Re: Enumerated values and locales in telemetry

35 views
Skip to first unread message

Brian Smith

unread,
Dec 26, 2011, 5:54:10 AM12/26/11
to Henri Sivonen, dev-platform
Henri Sivonen wrote:
> I suspect some of our localizations have inappropriate defaults for
> the fallback character encoding. On the conceptual level, telemetry
> could be used to discover
> a) how often pages end up relying on the fallback character encoding
> b) what the fallback encoding is in those cases (i.e. has the user
> changed it and to what)
> c) how often users override the character encoding on a per-page basis
>
> It turns out there are two problems here:
> 1) Telemetry doesn't seem to have nice ready-made tools for dealing
> with enumerations
> 2) These metrics would only make sense to measure on a
> per-localization basis and there doesn't appear to be a way to do this

Regarding privacy, would we even want to include these two pieces of information in the telemetry data?:

* what the fallback encoding was and/or what it was changed to
* what the locale was

This is the kind of data that, in combination with other such data, would seem to cause trouble along the same lines as the Netflix Prize [1]. For example, if the locale is Romanian, then you have reduced the search space for an individual from 7,000,000,000 to 25,000,000. Let's say the platform is Android. Then, you've probably narrowed the search space down to less than 1,000 people. With just these two factors, you aren't far from isolating individual users from their telemetry data, even before you combine it with other factors. At least in theory, this could be cross-referenced with other datasets, such as Romanian-language tweets sent from the Twitter for Android app at times close to the times the Telemetry data was sent, to identify telemetry-providing users by name with a high degree of accuracy.

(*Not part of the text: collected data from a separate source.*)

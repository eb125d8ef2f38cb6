//! Hardware abstraction layer for the Whorl sensor coordination service.
//!
//! This crate defines the two collaborators the operation coordinator
//! drives (the physical sensor and the secure channel to the matching
//! co-processor) as traits, together with the typed result vocabulary
//! the capture loops consume and mock implementations for development and
//! testing without hardware.
//!
//! # Design
//!
//! - **Async-first**: all I/O operations are `async fn` in traits
//!   (Edition 2024 RPITIT); use generic type parameters rather than trait
//!   objects.
//! - **Status codes are data**: the secure channel reports capture
//!   classifications and recovery hints as codes, so the typed layer
//!   returns them as values ([`CaptureOutcome`], [`EnrollUpdate`],
//!   [`IdentifyDecision`]) and reserves `Err` for transport failures.
//! - **Two layers**: [`SecureChannel`] is the raw request/response
//!   transport keyed by opaque [`Command`] identifiers;
//!   [`Matcher`] is the typed surface the coordinator consumes, and
//!   [`SecureMatcher`] adapts one onto the other.
//!
//! # Mocks
//!
//! [`mock::MockSensor`] and [`mock::MockMatcher`] are created as
//! `(device, handle)` pairs; the handle scripts outcomes and records the
//! operations the coordinator issued:
//!
//! ```
//! use whorl_hardware::mock::MockMatcher;
//! use whorl_hardware::traits::Matcher;
//! use whorl_hardware::types::CaptureOutcome;
//!
//! #[tokio::main]
//! async fn main() -> whorl_hardware::Result<()> {
//!     let (mut matcher, handle) = MockMatcher::new();
//!     handle.push_image(CaptureOutcome::Good);
//!
//!     assert_eq!(matcher.acquire_image().await?, CaptureOutcome::Good);
//!     Ok(())
//! }
//! ```
//!
//! [`CaptureOutcome`]: types::CaptureOutcome
//! [`EnrollUpdate`]: types::EnrollUpdate
//! [`IdentifyDecision`]: types::IdentifyDecision
//! [`SecureChannel`]: traits::SecureChannel
//! [`Command`]: traits::Command
//! [`Matcher`]: traits::Matcher
//! [`SecureMatcher`]: matcher::SecureMatcher

pub mod commands;
pub mod error;
pub mod matcher;
pub mod mock;
pub mod traits;
pub mod types;

// Re-export commonly used types for convenience
pub use error::{HardwareError, Result};
pub use matcher::SecureMatcher;
pub use traits::{Command, GestureSink, Matcher, NullGestureSink, SecureChannel, SensorDevice};
pub use types::{
    CaptureOutcome, DeviceInfo, EnrollUpdate, Gesture, IdentifyDecision, SensorInterrupt, WorkMode,
};
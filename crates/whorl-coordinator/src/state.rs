//! Coordinator state machine types.
//!
//! # States
//!
//! - `Invalid`: before the worker has been started.
//! - `Idle`: no operation running; the default handler may poll for
//!   passive gestures.
//! - `Paused`: no handler runs; the safe window for short administrative
//!   calls that need the device to themselves.
//! - `Enrolling` / `Authenticating`: a capture loop owns the device.
//! - `Stopped`: terminal. Every later transition request is rejected.
//!
//! Exactly one state is current at any instant, observed by the worker; a
//! pending [`TransitionRequest`] may hold a desired state the worker has
//! not consumed yet. A newer request overwrites an older unconsumed one:
//! a stale request describes an intention its requester has already
//! abandoned.

use serde::{Deserialize, Serialize};
use std::fmt;
use std::time::Duration;
use whorl_core::{FingerId, GroupId};

/// Operating state of the coordinator worker.
#[derive(Debug, Clone, Copy, PartialEq, Eq, Hash, Serialize, Deserialize)]
#[serde(rename_all = "snake_case")]
pub enum OperationState {
    /// Worker not started yet.
    Invalid,

    /// No operation in progress.
    Idle,

    /// Operations excluded; administrative calls may touch the device.
    Paused,

    /// The enroll capture loop is running.
    Enrolling,

    /// The authenticate capture loop is running.
    Authenticating,

    /// Terminal: the worker has shut down.
    Stopped,
}

impl fmt::Display for OperationState {
    fn fmt(&self, f: &mut fmt::Formatter<'_>) -> fmt::Result {
        let state_str = match self {
            OperationState::Invalid => "Invalid",
            OperationState::Idle => "Idle",
            OperationState::Paused => "Paused",
            OperationState::Enrolling => "Enrolling",
            OperationState::Authenticating => "Authenticating",
            OperationState::Stopped => "Stopped",
        };
        write!(f, "{}", state_str)
    }
}

impl OperationState {
    /// Check if a transition to the target state is permitted.
    ///
    /// `Stopped` is terminal and rejects everything. `Invalid` only
    /// leaves through an explicit start (to `Idle`) or shutdown. Nothing
    /// transitions back into `Invalid`. Everything else is permitted,
    /// including a same-state request, which the worker treats as a
    /// no-op wakeup.
    pub fn can_transition_to(&self, target: &OperationState) -> bool {
        match (self, target) {
            (OperationState::Stopped, _) => false,
            (_, OperationState::Invalid) => false,
            (OperationState::Invalid, OperationState::Idle | OperationState::Stopped) => true,
            (OperationState::Invalid, _) => false,
            _ => true,
        }
    }

    /// Whether a capture handler runs in this state.
    #[must_use]
    pub fn runs_handler(&self) -> bool {
        matches!(
            self,
            OperationState::Idle | OperationState::Enrolling | OperationState::Authenticating
        )
    }
}

/// Parameters staged for an enroll session.
#[derive(Debug, Clone, PartialEq, Eq)]
pub struct EnrollParams {
    pub group: GroupId,
    /// Id the new template will be saved under.
    pub finger: FingerId,
    /// Secure user id from the verified auth token.
    pub user_id: u64,
    /// Per-wait deadline; `None` blocks indefinitely.
    pub timeout: Option<Duration>,
}

/// Parameters staged for an authenticate session.
#[derive(Debug, Clone, PartialEq, Eq)]
pub struct AuthenticateParams {
    pub group: GroupId,
    /// Challenge the result token must answer.
    pub challenge: u64,
}

/// An operation the worker should begin, with everything the handler
/// needs to run it.
#[derive(Debug, Clone, PartialEq, Eq)]
pub enum OperationRequest {
    Enroll(EnrollParams),
    Authenticate(AuthenticateParams),
}

impl OperationRequest {
    /// The state in which this operation's handler runs.
    #[must_use]
    pub fn target(&self) -> OperationState {
        match self {
            OperationRequest::Enroll(_) => OperationState::Enrolling,
            OperationRequest::Authenticate(_) => OperationState::Authenticating,
        }
    }
}

/// A desired state waiting for the worker to consume it.
///
/// At most one request is pending at a time (last writer wins).
#[derive(Debug, Clone)]
pub struct TransitionRequest {
    pub target: OperationState,
    pub operation: Option<OperationRequest>,
}

impl TransitionRequest {
    /// A bare transition with no staged operation.
    pub fn to(target: OperationState) -> Self {
        Self {
            target,
            operation: None,
        }
    }

    /// A transition carrying operation parameters.
    pub fn operation(request: OperationRequest) -> Self {
        Self {
            target: request.target(),
            operation: Some(request),
        }
    }
}

#[cfg(test)]
mod tests {
    use super::*;

    #[test]
    fn test_stopped_is_terminal() {
        for target in [
            OperationState::Invalid,
            OperationState::Idle,
            OperationState::Paused,
            OperationState::Enrolling,
            OperationState::Authenticating,
            OperationState::Stopped,
        ] {
            assert!(!OperationState::Stopped.can_transition_to(&target));
        }
    }

    #[test]
    fn test_invalid_only_starts_or_stops() {
        assert!(OperationState::Invalid.can_transition_to(&OperationState::Idle));
        assert!(OperationState::Invalid.can_transition_to(&OperationState::Stopped));
        assert!(!OperationState::Invalid.can_transition_to(&OperationState::Enrolling));
        assert!(!OperationState::Invalid.can_transition_to(&OperationState::Paused));
    }

    #[test]
    fn test_nothing_reenters_invalid() {
        assert!(!OperationState::Idle.can_transition_to(&OperationState::Invalid));
        assert!(!OperationState::Paused.can_transition_to(&OperationState::Invalid));
    }

    #[test]
    fn test_operational_transitions() {
        assert!(OperationState::Idle.can_transition_to(&OperationState::Enrolling));
        assert!(OperationState::Paused.can_transition_to(&OperationState::Authenticating));
        assert!(OperationState::Enrolling.can_transition_to(&OperationState::Idle));
        assert!(OperationState::Enrolling.can_transition_to(&OperationState::Paused));
        assert!(OperationState::Authenticating.can_transition_to(&OperationState::Stopped));
        // Same-state requests are no-op wakeups, not errors.
        assert!(OperationState::Idle.can_transition_to(&OperationState::Idle));
    }

    #[test]
    fn test_runs_handler() {
        assert!(OperationState::Idle.runs_handler());
        assert!(OperationState::Enrolling.runs_handler());
        assert!(OperationState::Authenticating.runs_handler());
        assert!(!OperationState::Paused.runs_handler());
        assert!(!OperationState::Stopped.runs_handler());
        assert!(!OperationState::Invalid.runs_handler());
    }

    #[test]
    fn test_request_target() {
        let enroll = OperationRequest::Enroll(EnrollParams {
            group: GroupId::new(0),
            finger: FingerId::new(1),
            user_id: 9,
            timeout: None,
        });
        assert_eq!(enroll.target(), OperationState::Enrolling);

        let auth = OperationRequest::Authenticate(AuthenticateParams {
            group: GroupId::new(0),
            challenge: 5,
        });
        assert_eq!(auth.target(), OperationState::Authenticating);
    }

    #[test]
    fn test_state_serialization() {
        let state = OperationState::Authenticating;
        let serialized = serde_json::to_string(&state).unwrap();
        assert_eq!(serialized, "\"authenticating\"");

        let deserialized: OperationState = serde_json::from_str(&serialized).unwrap();
        assert_eq!(deserialized, state);
    }
}
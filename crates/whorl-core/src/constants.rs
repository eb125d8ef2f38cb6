//! Core constants for the sensor coordination service.
//!
//! These values govern the retry, pacing, and timeout behavior of the
//! capture loops and the coordinator worker. They are centralized here so
//! the coordinator, the capture loops, and the tests agree on the same
//! bounds.
//!
//! # Retry policy
//!
//! A degraded capture (`Partial` or `ImagerDirty`) is retried locally with
//! a sensor soft-reset in between. [`MAX_REIMAGE_ATTEMPTS`] bounds that
//! local retry: when the bound is reached the degraded condition is
//! reported to the listener once and the counter restarts. A `Good`
//! capture also restarts the counter.
//!
//! Status codes in [`DEVICE_RESET_STATUS_RANGE`] indicate the sensor needs
//! a full device reset before the next iteration. That recovery path is
//! independent of the re-image counter.
//!
//! # Pacing
//!
//! The worker waits [`IDLE_DISPATCH_WAIT`] for a transition request before
//! dispatching the idle handler, and the idle handler itself grants
//! another [`NAVIGATION_GRACE`] to the control signal before entering
//! navigation polling. Together these keep bursts of short control calls
//! from repeatedly paying the cost of entering and leaving a hardware
//! polling mode.

use std::ops::RangeInclusive;
use std::time::Duration;

/// Bound on consecutive degraded-image retries before the condition is
/// surfaced to the listener and the counter restarts.
pub const MAX_REIMAGE_ATTEMPTS: u32 = 7;

/// How long the worker waits for a transition request before running the
/// idle handler.
pub const IDLE_DISPATCH_WAIT: Duration = Duration::from_millis(500);

/// Grace period granted to the control signal before the idle handler
/// enters navigation polling.
pub const NAVIGATION_GRACE: Duration = Duration::from_millis(500);

/// Settle time after dropping the SPI link during a sensor soft reset.
pub const SENSOR_RESET_SETTLE: Duration = Duration::from_millis(150);

/// Settle time after re-raising the SPI link.
pub const SPI_SETTLE: Duration = Duration::from_millis(10);

/// Pause after reporting a degraded image, before the next detect cycle.
pub const DEGRADED_REPORT_BACKOFF: Duration = Duration::from_millis(10);

/// Hint passed to the finger-lost poll, in milliseconds.
pub const FINGER_LOST_POLL_MS: u32 = 30;

/// How long a control caller waits for the worker to acknowledge a
/// transition before reporting a retryable failure.
pub const DEFAULT_ACK_TIMEOUT: Duration = Duration::from_secs(2);

/// Default enrollment deadline when the caller does not supply one.
pub const DEFAULT_ENROLL_TIMEOUT: Duration = Duration::from_secs(60);

/// Maximum number of templates one group may hold.
pub const MAX_ENROLLED_PRINTS: usize = 5;

/// Enrollment is complete when reported progress reaches this percentage.
pub const ENROLL_COMPLETE_PERCENT: u8 = 100;

/// Device status codes that require a full sensor reset before the next
/// capture iteration.
pub const DEVICE_RESET_STATUS_RANGE: RangeInclusive<i32> = 90..=99;

/// Check whether a device status code falls in the reset-recovery range.
#[must_use]
pub fn needs_device_reset(code: i32) -> bool {
    DEVICE_RESET_STATUS_RANGE.contains(&code)
}

#[cfg(test)]
mod tests {
    use super::*;

    #[test]
    fn test_reset_range_bounds() {
        assert!(needs_device_reset(90));
        assert!(needs_device_reset(99));
        assert!(!needs_device_reset(89));
        assert!(!needs_device_reset(100));
        assert!(!needs_device_reset(0));
        assert!(!needs_device_reset(-5));
    }

    #[test]
    fn test_pacing_relationship() {
        // The ack timeout must exceed the idle dispatch wait, otherwise a
        // request issued right after the worker went to sleep could never
        // be acknowledged in time.
        assert!(DEFAULT_ACK_TIMEOUT > IDLE_DISPATCH_WAIT);
    }
}
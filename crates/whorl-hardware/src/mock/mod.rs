//! Mock hardware implementations for testing and development.
//!
//! Each mock is created as a `(device, handle)` pair: the device side
//! implements the hardware trait and is handed to the coordinator, while
//! the handle stays with the test (or demo) to script behavior and
//! inspect what the coordinator did.

mod matcher;
mod sensor;

pub use matcher::{MatcherCall, MockMatcher, MockMatcherHandle};
pub use sensor::{MockSensor, MockSensorHandle};
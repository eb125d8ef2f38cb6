//! Hardware trait definitions.
//!
//! These traits establish the contract between the operation coordinator
//! and the two physical collaborators it drives: the sensor device (power,
//! reset, and the interrupt line) and the secure channel to the matching
//! co-processor. Mock implementations live in the [`mock`](crate::mock)
//! module so the coordinator can be exercised without hardware.
//!
//! All traits use native `async fn` methods (Edition 2024 RPITIT); use
//! generic type parameters rather than trait objects.

#![allow(async_fn_in_trait)]

use crate::error::Result;
use crate::types::{
    CaptureOutcome, DeviceInfo, EnrollUpdate, Gesture, IdentifyDecision, SensorInterrupt, WorkMode,
};
use bytes::BytesMut;
use tokio::sync::mpsc;
use whorl_core::{AuthToken, FingerId, GroupId};

/// Physical sensor device abstraction.
///
/// Covers the concerns that live outside the secure channel: supply power,
/// hard-reset the part, and deliver finger interrupts. The interrupt
/// receiver is taken exactly once, at coordinator construction, and is
/// owned by the event multiplexer from then on.
///
/// Power is scoped to one operation: a capture loop enables the device on
/// entry and disables it on every exit path.
pub trait SensorDevice: Send {
    /// Power the sensor on.
    async fn enable(&mut self) -> Result<()>;

    /// Power the sensor off.
    async fn disable(&mut self) -> Result<()>;

    /// Hard-reset the sensor. Used for status codes in the device-reset
    /// range, where a soft reset over the secure channel is not enough.
    async fn reset(&mut self) -> Result<()>;

    /// Take the interrupt receiver.
    ///
    /// Yields `Some` exactly once; subsequent calls return `None`.
    fn take_interrupts(&mut self) -> Option<mpsc::Receiver<SensorInterrupt>>;

    /// Get device information.
    async fn device_info(&self) -> Result<DeviceInfo>;
}

/// Identifier of a secure-channel command: a command group plus an opaque
/// command code within that group.
#[derive(Debug, Clone, Copy, PartialEq, Eq, Hash)]
pub struct Command {
    pub group: u32,
    pub code: u32,
}

impl Command {
    pub const fn new(group: u32, code: u32) -> Self {
        Self { group, code }
    }
}

/// Raw request/response transport to the matching co-processor.
///
/// Commands are keyed by [`Command`]; the status code in the reply is
/// returned as data, with `Err` reserved for transport failures. The
/// bit-exact buffer layout behind this trait is not this crate's concern.
pub trait SecureChannel: Send {
    /// Send a command with an opaque payload; returns the status code.
    async fn send(&mut self, command: Command, payload: &[u8]) -> Result<i32>;

    /// Send a command whose reply carries extra data. The buffer holds the
    /// request payload on entry and the response payload on return.
    async fn send_with_buffer(&mut self, command: Command, buffer: &mut BytesMut) -> Result<i32>;
}

/// Typed operations the capture loops and the administrative service need
/// from the matching co-processor.
///
/// [`SecureMatcher`](crate::matcher::SecureMatcher) adapts these onto any
/// [`SecureChannel`]; the mock implements them directly from a script.
pub trait Matcher: Send {
    // Sensor-side controls routed through the co-processor:

    /// Set the sensor operating mode.
    async fn set_work_mode(&mut self, mode: WorkMode) -> Result<()>;

    /// Raise or drop the SPI link to the sensor.
    async fn set_spi(&mut self, enabled: bool) -> Result<()>;

    /// Recalibrate after a finger-lost event. Failure is not fatal to the
    /// running operation; the sensor is merely less precise.
    async fn calibrate(&mut self) -> Result<()>;

    // Capture:

    /// Acquire and classify one image.
    async fn acquire_image(&mut self) -> Result<CaptureOutcome>;

    /// Poll whether the finger has left the sensor. Returns
    /// [`CaptureOutcome::Lost`] once it has.
    async fn is_finger_lost(&mut self, poll_ms: u32) -> Result<CaptureOutcome>;

    // Enrollment:

    /// Begin an enroll session for the given secure user id.
    async fn init_enroll(&mut self, user_id: u64) -> Result<()>;

    /// Feed the last acquired image into the template under construction.
    async fn enroll_step(&mut self, finger_present: bool) -> Result<EnrollUpdate>;

    /// Close the enroll session. Must be called on every exit path.
    async fn finalize_enroll(&mut self) -> Result<()>;

    /// Persist a completed template under the given group and id.
    async fn save_enrolled_print(&mut self, group: GroupId, finger: FingerId) -> Result<()>;

    // Identification:

    /// Begin an identify session.
    async fn init_identify(&mut self) -> Result<()>;

    /// Match the last acquired image against the group's templates.
    async fn identify(&mut self, group: GroupId, challenge: u64) -> Result<IdentifyDecision>;

    /// Whether the last match improved the stored template.
    async fn update_template(&mut self) -> Result<bool>;

    /// Persist template improvements.
    async fn save_template(&mut self) -> Result<()>;

    /// Close the identify session. Must be called on every exit path.
    async fn finalize_identify(&mut self) -> Result<()>;

    // Template administration:

    /// List the enrolled finger ids in a group.
    async fn list_prints(&mut self, group: GroupId) -> Result<Vec<FingerId>>;

    /// Remove one enrolled template.
    async fn remove_print(&mut self, group: GroupId, finger: FingerId) -> Result<()>;

    /// Select the active template group.
    async fn set_group(&mut self, group: GroupId) -> Result<()>;

    /// Load the template database from backing storage.
    async fn load_database(&mut self, path: &str) -> Result<()>;

    /// Initialize an empty template database.
    async fn load_empty_database(&mut self) -> Result<()>;

    /// Store the template database to backing storage.
    async fn store_database(&mut self, path: &str) -> Result<()>;

    /// Stable identifier of the current template set. Changes whenever the
    /// set changes.
    async fn database_id(&mut self) -> Result<u64>;

    // Challenge and token handling:

    /// Produce a fresh enrollment challenge.
    async fn load_enroll_challenge(&mut self) -> Result<u64>;

    /// Verify a caller-supplied token authorizing enrollment.
    async fn verify_enroll_token(&mut self, token: &AuthToken) -> Result<()>;

    /// Install the challenge an authentication result token must answer.
    async fn set_auth_challenge(&mut self, challenge: u64) -> Result<()>;

    // Navigation:

    /// Whether the part supports gesture navigation.
    fn navigation_supported(&self) -> bool;

    /// Poll for a navigation gesture. `None` when nothing happened.
    async fn next_gesture(&mut self) -> Result<Option<Gesture>>;
}

/// Sink for gestures detected in navigation mode.
///
/// The real system forwards these as synthetic input events; that
/// machinery is outside this crate, so the coordinator only needs a place
/// to put them.
pub trait GestureSink: Send + Sync {
    fn emit(&self, gesture: Gesture);
}

/// A sink that drops every gesture.
#[derive(Debug, Clone, Copy, Default)]
pub struct NullGestureSink;

impl GestureSink for NullGestureSink {
    fn emit(&self, _gesture: Gesture) {}
}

That doesn't seem to fit well with the privacy expectations we've set regarding Telemetry.

Cheers,
Brian

[1] http://en.wikipedia.org/wiki/Netflix_Prize#Privacy_concerns

Doug Turner

unread,
Dec 26, 2011, 12:30:47 PM12/26/11
to Brian Smith, Sid Stamm, Henri Sivonen, dev-platform
Brian, you are right. Sid's teams should audit these closely. Our
privacy policy says:

"""
Beginning with version 7, Firefox includes functionality that is
turned off by default to send to Mozilla non-personal usage,
performance, and responsiveness statistics about user interface
features, memory, and hardware configuration.
"""

The quick list of many of the attributes we send is here:

http://mxr.mozilla.org/mozilla-central/source/toolkit/components/telemetry/TelemetryHistograms.h#58

We want to make sure we have reasons for every single thing we send.
If, in doubt, we must not send that kind of data.

Doug

Henri Sivonen

unread,
Jan 16, 2013, 7:25:25 AM1/16/13
to dev-platform
On Mon, Dec 26, 2011 at 12:54 PM, Brian Smith <bsm...@mozilla.com> wrote:
> Henri Sivonen wrote:
>> I suspect some of our localizations have inappropriate defaults for
>> the fallback character encoding. On the conceptual level, telemetry
>> could be used to discover
>> a) how often pages end up relying on the fallback character encoding
>> b) what the fallback encoding is in those cases (i.e. has the user
>> changed it and to what)
>> c) how often users override the character encoding on a per-page basis
>>
>> It turns out there are two problems here:
>> 1) Telemetry doesn't seem to have nice ready-made tools for dealing
>> with enumerations
>> 2) These metrics would only make sense to measure on a
>> per-localization basis and there doesn't appear to be a way to do this
>
> Regarding privacy, would we even want to include these two pieces of information in the telemetry data?:
>
> * what the fallback encoding was and/or what it was changed to
> * what the locale was

How do you suggest we answer the question: “Do we have the most
successful encoding defaults for all our localizations?”

> This is the kind of data that, in combination with other such data, would seem to cause trouble along the same lines as the Netflix Prize [1]. For example, if the locale is Romanian, then you have reduced the search space for an individual from 7,000,000,000 to 25,000,000. Let's say the platform is Android. Then, you've probably narrowed the search space down to less than 1,000 people. With just these two factors, you aren't far from isolating individual users from their telemetry data, even before you combine it with other factors. At least in theory, this could be cross-referenced with other datasets, such as Romanian-language tweets sent from the Twitter for Android app at times close to the times the Telemetry data was sent, to identify telemetry-providing users by name with a high degree of accuracy.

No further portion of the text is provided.